EXERCISE DETAILS
The records appear below. Set down exactly each line from the one that contains "for (_device, message)" through the last, both included.

DATASET EXTRACT
****************

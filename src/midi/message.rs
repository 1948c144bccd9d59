// Copyright (c) 2026 Robert L. Snyder, Sierra Vista, AZ
// Licensed under the MIT License. See LICENSE file in the project root for details.

//! Parsed MIDI messages and their wire encoding.
//!
//! Channels here are wire channels (0-15). Everything user facing in the
//! sequencer (events, devices) uses 1-16 and converts at this boundary.

use super::messages;

/// Parsed MIDI message types
#[derive(Debug, Clone, PartialEq)]
pub enum MidiMessage {
    /// Note On: channel (0-15), note (0-127), velocity (0-127)
    NoteOn { channel: u8, note: u8, velocity: u8 },
    /// Note Off: channel (0-15), note (0-127), velocity (0-127)
    NoteOff { channel: u8, note: u8, velocity: u8 },
    /// Control Change: channel (0-15), controller (0-127), value (0-127)
    ControlChange { channel: u8, controller: u8, value: u8 },
    /// Program Change: channel (0-15), program (0-127)
    ProgramChange { channel: u8, program: u8 },
    /// Pitch Bend: channel (0-15), value (-8192 to 8191)
    PitchBend { channel: u8, value: i16 },
    /// Channel Aftertouch: channel (0-15), pressure (0-127)
    ChannelAftertouch { channel: u8, pressure: u8 },
    /// Poly Aftertouch: channel (0-15), note (0-127), pressure (0-127)
    PolyAftertouch { channel: u8, note: u8, pressure: u8 },
    /// MIDI Clock tick
    TimingClock,
    /// Start playback
    Start,
    /// Continue playback
    Continue,
    /// Stop playback
    Stop,
    /// Unknown/unparsed message
    Unknown(Vec<u8>),
}

impl MidiMessage {
    /// Note On on a wire channel
    pub fn note_on(channel: u8, note: u8, velocity: u8) -> Self {
        MidiMessage::NoteOn {
            channel: channel & 0x0F,
            note: note & 0x7F,
            velocity: velocity & 0x7F,
        }
    }

    /// Note Off (velocity 0) on a wire channel
    pub fn note_off(channel: u8, note: u8) -> Self {
        MidiMessage::NoteOff {
            channel: channel & 0x0F,
            note: note & 0x7F,
            velocity: 0,
        }
    }

    /// Control Change on a wire channel
    pub fn control_change(channel: u8, controller: u8, value: u8) -> Self {
        MidiMessage::ControlChange {
            channel: channel & 0x0F,
            controller: controller & 0x7F,
            value: value & 0x7F,
        }
    }

    /// Parse raw MIDI bytes into a MidiMessage
    pub fn parse(data: &[u8]) -> Option<Self> {
        if data.is_empty() {
            return None;
        }

        let status = data[0];

        // System Real-Time messages (single byte)
        match status {
            messages::TIMING_CLOCK => return Some(MidiMessage::TimingClock),
            messages::START => return Some(MidiMessage::Start),
            messages::CONTINUE => return Some(MidiMessage::Continue),
            messages::STOP => return Some(MidiMessage::Stop),
            _ => {}
        }

        let msg_type = status & 0xF0;
        let channel = status & 0x0F;

        match msg_type {
            messages::NOTE_OFF if data.len() >= 3 => Some(MidiMessage::NoteOff {
                channel,
                note: data[1] & 0x7F,
                velocity: data[2] & 0x7F,
            }),
            messages::NOTE_ON if data.len() >= 3 => {
                let velocity = data[2] & 0x7F;
                // Note On with velocity 0 is equivalent to Note Off
                if velocity == 0 {
                    Some(MidiMessage::NoteOff {
                        channel,
                        note: data[1] & 0x7F,
                        velocity: 0,
                    })
                } else {
                    Some(MidiMessage::NoteOn {
                        channel,
                        note: data[1] & 0x7F,
                        velocity,
                    })
                }
            }
            messages::CONTROL_CHANGE if data.len() >= 3 => Some(MidiMessage::ControlChange {
                channel,
                controller: data[1] & 0x7F,
                value: data[2] & 0x7F,
            }),
            messages::PROGRAM_CHANGE if data.len() >= 2 => Some(MidiMessage::ProgramChange {
                channel,
                program: data[1] & 0x7F,
            }),
            messages::PITCH_BEND if data.len() >= 3 => {
                let lsb = (data[1] & 0x7F) as i16;
                let msb = (data[2] & 0x7F) as i16;
                let value = ((msb << 7) | lsb) - 8192;
                Some(MidiMessage::PitchBend { channel, value })
            }
            messages::CHANNEL_AFTERTOUCH if data.len() >= 2 => {
                Some(MidiMessage::ChannelAftertouch {
                    channel,
                    pressure: data[1] & 0x7F,
                })
            }
            messages::POLY_AFTERTOUCH if data.len() >= 3 => Some(MidiMessage::PolyAftertouch {
                channel,
                note: data[1] & 0x7F,
                pressure: data[2] & 0x7F,
            }),
            _ => Some(MidiMessage::Unknown(data.to_vec())),
        }
    }

    /// Encode to raw MIDI bytes
    pub fn to_bytes(&self) -> Vec<u8> {
        match *self {
            MidiMessage::NoteOn {
                channel,
                note,
                velocity,
            } => vec![messages::NOTE_ON | (channel & 0x0F), note & 0x7F, velocity & 0x7F],
            MidiMessage::NoteOff {
                channel,
                note,
                velocity,
            } => vec![messages::NOTE_OFF | (channel & 0x0F), note & 0x7F, velocity & 0x7F],
            MidiMessage::ControlChange {
                channel,
                controller,
                value,
            } => vec![
                messages::CONTROL_CHANGE | (channel & 0x0F),
                controller & 0x7F,
                value & 0x7F,
            ],
            MidiMessage::ProgramChange { channel, program } => {
                vec![messages::PROGRAM_CHANGE | (channel & 0x0F), program & 0x7F]
            }
            MidiMessage::PitchBend { channel, value } => {
                let raw = (value.clamp(-8192, 8191) + 8192) as u16;
                vec![
                    messages::PITCH_BEND | (channel & 0x0F),
                    (raw & 0x7F) as u8,
                    ((raw >> 7) & 0x7F) as u8,
                ]
            }
            MidiMessage::ChannelAftertouch { channel, pressure } => {
                vec![messages::CHANNEL_AFTERTOUCH | (channel & 0x0F), pressure & 0x7F]
            }
            MidiMessage::PolyAftertouch {
                channel,
                note,
                pressure,
            } => vec![
                messages::POLY_AFTERTOUCH | (channel & 0x0F),
                note & 0x7F,
                pressure & 0x7F,
            ],
            MidiMessage::TimingClock => vec![messages::TIMING_CLOCK],
            MidiMessage::Start => vec![messages::START],
            MidiMessage::Continue => vec![messages::CONTINUE],
            MidiMessage::Stop => vec![messages::STOP],
            MidiMessage::Unknown(ref data) => data.clone(),
        }
    }

    /// Wire channel of a channel voice message
    pub fn channel(&self) -> Option<u8> {
        match *self {
            MidiMessage::NoteOn { channel, .. }
            | MidiMessage::NoteOff { channel, .. }
            | MidiMessage::ControlChange { channel, .. }
            | MidiMessage::ProgramChange { channel, .. }
            | MidiMessage::PitchBend { channel, .. }
            | MidiMessage::ChannelAftertouch { channel, .. }
            | MidiMessage::PolyAftertouch { channel, .. } => Some(channel),
            _ => None,
        }
    }

    /// Check if this is a note on or note off
    pub fn is_note(&self) -> bool {
        matches!(self, MidiMessage::NoteOn { .. } | MidiMessage::NoteOff { .. })
    }
}
impl Engine {
    pub fn new(devices: HardwareDeviceManager, sample_rate: f64, samples_per_slice: u32) -> Self {
        Self {
            context: MusicalContext::new(sample_rate),
            devices,
            session: None,
            pending: PendingNoteOffs::new(),
            rng: StdRng::from_entropy(),
            store: Box::new(NoopSessionStore),
            status: SequencerStatus::default(),
            samples_per_slice: samples_per_slice.max(1),
            sessions_created: 0,
        }
    }

    /// Use a fixed RNG (builder style)
    pub fn with_rng(mut self, rng: StdRng) -> Self {
        self.rng = rng;
        self
    }

    /// Use a session store (builder style)
    pub fn with_store(mut self, store: Box<dyn SessionStore>) -> Self {
        self.store = store;
        self
    }

    pub fn context(&self) -> &MusicalContext {
        &self.context
    }

    pub fn devices(&self) -> &HardwareDeviceManager {
        &self.devices
    }

    pub fn devices_mut(&mut self) -> &mut HardwareDeviceManager {
        &mut self.devices
    }

    pub fn session(&self) -> Option<&Session> {
        self.session.as_ref()
    }

    pub fn session_mut(&mut self) -> Option<&mut Session> {
        self.session.as_mut()
    }

    pub fn status(&self) -> &SequencerStatus {
        &self.status
    }

    pub fn pending_note_offs(&self) -> usize {
        self.pending.len()
    }

    pub fn samples_per_slice(&self) -> u32 {
        self.samples_per_slice
    }

    /// Seconds between scheduler ticks
    pub fn cadence_seconds(&self) -> f64 {
        self.samples_per_slice as f64 / self.context.sample_rate()
    }

    /// Replace the session with an empty `num_tracks` x `num_scenes` grid.
    ///
    /// Sounding notes of the old session are released first.
    pub fn new_session(&mut self, num_tracks: usize, num_scenes: usize) -> Result<()> {
        let name = format!("Session {}", self.sessions_created + 1);
        let session = Session::new(name, num_tracks, num_scenes)?;
        self.replace_session(session);
        Ok(())
    }

    /// Install a prepared session in place of the current one
    pub fn replace_session(&mut self, session: Session) {
        self.flush_note_offs();
        info!(
            session = %session.name(),
            tracks = session.num_tracks(),
            scenes = session.num_scenes(),
            "session created"
        );
        self.sessions_created += 1;
        self.session = Some(session);
    }

    fn session_or_err(&mut self) -> Result<&mut Session> {
        self.session.as_mut().ok_or(SequencerError::NoSession)
    }

    /// Apply a command, counting it as applied or rejected
    pub fn handle(&mut self, command: Command) {
        debug!(?command, "applying command");
        match self.apply(command) {
            Ok(()) => self.status.commands_applied += 1,
            Err(e) => {
                warn!("command rejected: {}", e);
                self.status.commands_rejected += 1;
                self.status.last_error = Some(e.to_string());
            }
        }
    }

    /// Apply a command. An error means nothing changed.
    pub fn apply(&mut self, command: Command) -> Result<()> {
        match command {
            Command::NewSession {
                num_tracks,
                num_scenes,
            } => self.new_session(num_tracks, num_scenes)?,
            Command::SaveSession => {
                let session = self.session.as_ref().ok_or(SequencerError::NoSession)?;
                if let Err(e) = self.store.save(session) {
                    warn!("session save failed: {:#}", e);
                }
            }
            Command::LoadSession => match self.store.load() {
                Ok(Some(session)) => self.replace_session(session),
                Ok(None) => {}
                Err(e) => warn!("session load failed: {:#}", e),
            },

            Command::Play => self.context.set_playing(true),
            Command::Stop => self.stop_transport(),
            Command::PlayStop => {
                if self.context.is_playing() {
                    self.stop_transport();
                } else {
                    self.context.set_playing(true);
                }
            }
            Command::Rewind => {
                if self.context.is_playing() {
                    return Err(SequencerError::TransportPlaying);
                }
                self.flush_note_offs();
                self.context.reset_playhead();
            }
            Command::SetBpm(bpm) => self.context.set_bpm(bpm),
            Command::SetMeter(meter) => self.context.set_meter(meter),
            Command::SetFixedLengthRecordingBars(bars) => {
                self.session_or_err()?.set_fixed_length_recording_bars(bars)
            }
            Command::SetRecordAutomationEnabled(enabled) => {
                let session = self.session_or_err()?;
                let enabled = enabled.unwrap_or(!session.record_automation_enabled());
                session.set_record_automation_enabled(enabled);
            }
            Command::SetFixedVelocity(velocity) => {
                self.session_or_err()?.set_fixed_velocity(velocity)
            }
            Command::MetronomeOnOff => {
                let on = !self.context.metronome_on();
                self.context.set_metronome(on);
            }

            Command::PlayScene(scene) => self.session_or_err()?.play_scene(scene)?,

            Command::SetTrackOutputDevice { track, device } => {
                let track = self.session_or_err()?.track_mut(track)?;
                track.set_output_device_name(Some(device));
            }
            Command::SetTrackInputMonitoring { track, enabled } => {
                let track = self.session_or_err()?.track_mut(track)?;
                let enabled = enabled.unwrap_or(!track.input_monitoring());
                track.set_input_monitoring(enabled);
            }
            Command::StopTrackClips { track } => {
                self.session_or_err()?.track_mut(track)?.stop_all_clips()
            }

            Command::PlayClip { track, clip } => {
                self.session_or_err()?.track_mut(track)?.play_clip(clip)?
            }
            Command::StopClip { track, clip } => {
                self.session_or_err()?.track_mut(track)?.stop_clip(clip)?
            }
            Command::PlayStopClip { track, clip } => {
                self.session_or_err()?.track_mut(track)?.toggle_clip(clip)?
            }
            Command::ToggleClipRecording { track, clip } => {
                self.toggle_recording(track, clip)?
            }
            Command::ClearClip { track, clip } => self
                .session_or_err()?
                .track_mut(track)?
                .clip_mut(clip)?
                .clear_events(),
            Command::SetClipLength {
                track,
                clip,
                length,
            } => self
                .session_or_err()?
                .track_mut(track)?
                .clip_mut(clip)?
                .set_length(length),
            Command::QuantizeClip { track, clip, step } => self
                .session_or_err()?
                .track_mut(track)?
                .clip_mut(clip)?
                .quantize_events(step),
            Command::SetClipWrap { track, clip, wrap } => self
                .session_or_err()?
                .track_mut(track)?
                .clip_mut(clip)?
                .set_wrap(wrap),
            Command::AddClipEvent { track, clip, event } => self
                .session_or_err()?
                .track_mut(track)?
                .clip_mut(clip)?
                .add_event(event),
            Command::RemoveClipEvent { track, clip, id } => {
                self.session_or_err()?
                    .track_mut(track)?
                    .clip_mut(clip)?
                    .remove_event(id)
                    .ok_or(SequencerError::EventNotFound(id))?;
            }

            Command::SetDeviceChannel { device, channel } => self
                .devices
                .device_mut(&device)
                .ok_or(SequencerError::UnknownDevice(device.clone()))?
                .set_channel(channel),
            Command::SetDeviceCcValue { device, cc, value } => {
                self.devices
                    .device_mut(&device)
                    .ok_or(SequencerError::UnknownDevice(device.clone()))?
                    .set_cc_value(cc, value);
            }
            Command::SetDeviceEncoderValue {
                device,
                encoder,
                value,
            } => {
                self.devices
                    .device_mut(&device)
                    .ok_or(SequencerError::UnknownDevice(device.clone()))?
                    .set_encoder_value(encoder, value);
            }
            Command::SetDeviceControlChangeMapping { device, mapping } => self
                .devices
                .device_mut(&device)
                .ok_or(SequencerError::UnknownDevice(device.clone()))?
                .set_control_change_mapping(&mapping),
            Command::OpenDevice(device) => {
                self.devices.open_device(&device)?;
            }
            Command::CloseDevice(device) => self.devices.close_device(&device)?,
            Command::RescanDevices => {
                self.devices.scan_available_devices();
            }
            Command::ReloadDevices(definitions) => {
                self.devices.reload_definitions(definitions);
            }
        }
        Ok(())
    }

    fn toggle_recording(&mut self, track: usize, clip: usize) -> Result<()> {
        let meter = self.context.meter() as f64;
        let session = self.session_or_err()?;
        let bars = session.fixed_length_recording_bars();
        let track = session.track_mut(track)?;

        if track.clip(clip)?.is_recording() {
            return track.stop_recording(clip);
        }
        // Fixed-length recording sizes an empty clip before it starts
        if bars > 0 && track.clip(clip)?.event_count() == 0 {
            track.clip_mut(clip)?.set_length(bars as f64 * meter);
        }
        track.start_recording(clip)
    }

    fn stop_transport(&mut self) {
        self.context.set_playing(false);
        self.flush_note_offs();
    }

    /// Release every sounding note now
    pub fn flush_note_offs(&mut self) {
        let all = self.pending.drain_all();
        self.deliver(all);
    }

    fn deliver(&mut self, note_offs: Vec<PendingNoteOff>) {
        let Some(session) = self.session.as_mut() else {
            return;
        };
        for off in note_offs {
            if let Ok(track) = session.track_mut(off.track_index) {
                let msg = MidiMessage::note_off(off.channel, off.note);
                track.send_midi_message(&mut self.devices, &msg);
            }
        }
    }

    /// Run one scheduler tick ending at `now`
    pub fn tick(&mut self, now: Instant) {
        self.status.ticks += 1;
        self.devices.enforce_revocation();
        self.route_inputs();
        let (start, end) = self.context.current_slice_range_at(now);
        self.process_range(start, end);
    }

    /// Play the absolute beat range `[start_beats, end_beats)`.
    ///
    /// Due note-offs go out before the clips run and again after, so notes
    /// shorter than a slice still get their note-off in the same slice.
    pub fn process_range(&mut self, start_beats: f64, end_beats: f64) {
        let due = self.pending.drain_due(end_beats);
        self.deliver(due);

        if end_beats > start_beats {
            if let Some(session) = self.session.as_mut() {
                let sent = session.process_slice(
                    start_beats,
                    end_beats,
                    &mut self.rng,
                    &mut self.devices,
                    &mut self.pending,
                );
                self.status.notes_sent += sent as u64;
            }
        }

        let due = self.pending.drain_due(end_beats);
        self.deliver(due);

        self.status.dropped_messages = self
            .session
            .as_ref()
            .map(|s| s.tracks().iter().map(|t| t.dropped_messages()).sum())
            .unwrap_or(0);
    }

    fn route_inputs(&mut self) {
        let received = self.devices.poll_inputs();
        let Some(session) = self.session.as_mut() else {
            return;
        };
        let clock = self.context.playhead_beats();
        for (_device, message) in received {
            for i in 0..session.num_tracks() {
                if let Ok(track) = session.track_mut(i) {
                    track.handle_input(&message, clock, &mut self.devices);
                }
            }
        }
    }

    /// Count a missed tick deadline
    pub fn record_overrun(&mut self) {
        self.status.overruns += 1;
    }

    pub fn snapshot(&self) -> StateSnapshot {
        StateSnapshot::capture(
            &self.context,
            self.session.as_ref(),
            &self.devices,
            &self.status,
        )
    }

    /// Release notes and close every port
    pub fn shutdown(&mut self) {
        self.flush_note_offs();
        self.devices.close_all();
        info!("engine shut down");
    }
}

****************

SOLVED PROBLEM
        for (_device, message) in received {
            for i in 0..session.num_tracks() {
                if let Ok(track) = session.track_mut(i) {
                    track.handle_input(&message, clock, &mut self.devices);
                }
            }
        }
    }

    /// Count a missed tick deadline
    pub fn record_overrun(&mut self) {
        self.status.overruns += 1;
    }

    pub fn snapshot(&self) -> StateSnapshot {
        StateSnapshot::capture(
            &self.context,
            self.session.as_ref(),
            &self.devices,
            &self.status,
        )
    }

    /// Release notes and close every port
    pub fn shutdown(&mut self) {
        self.flush_note_offs();
        self.devices.close_all();
        info!("engine shut down");
    }
}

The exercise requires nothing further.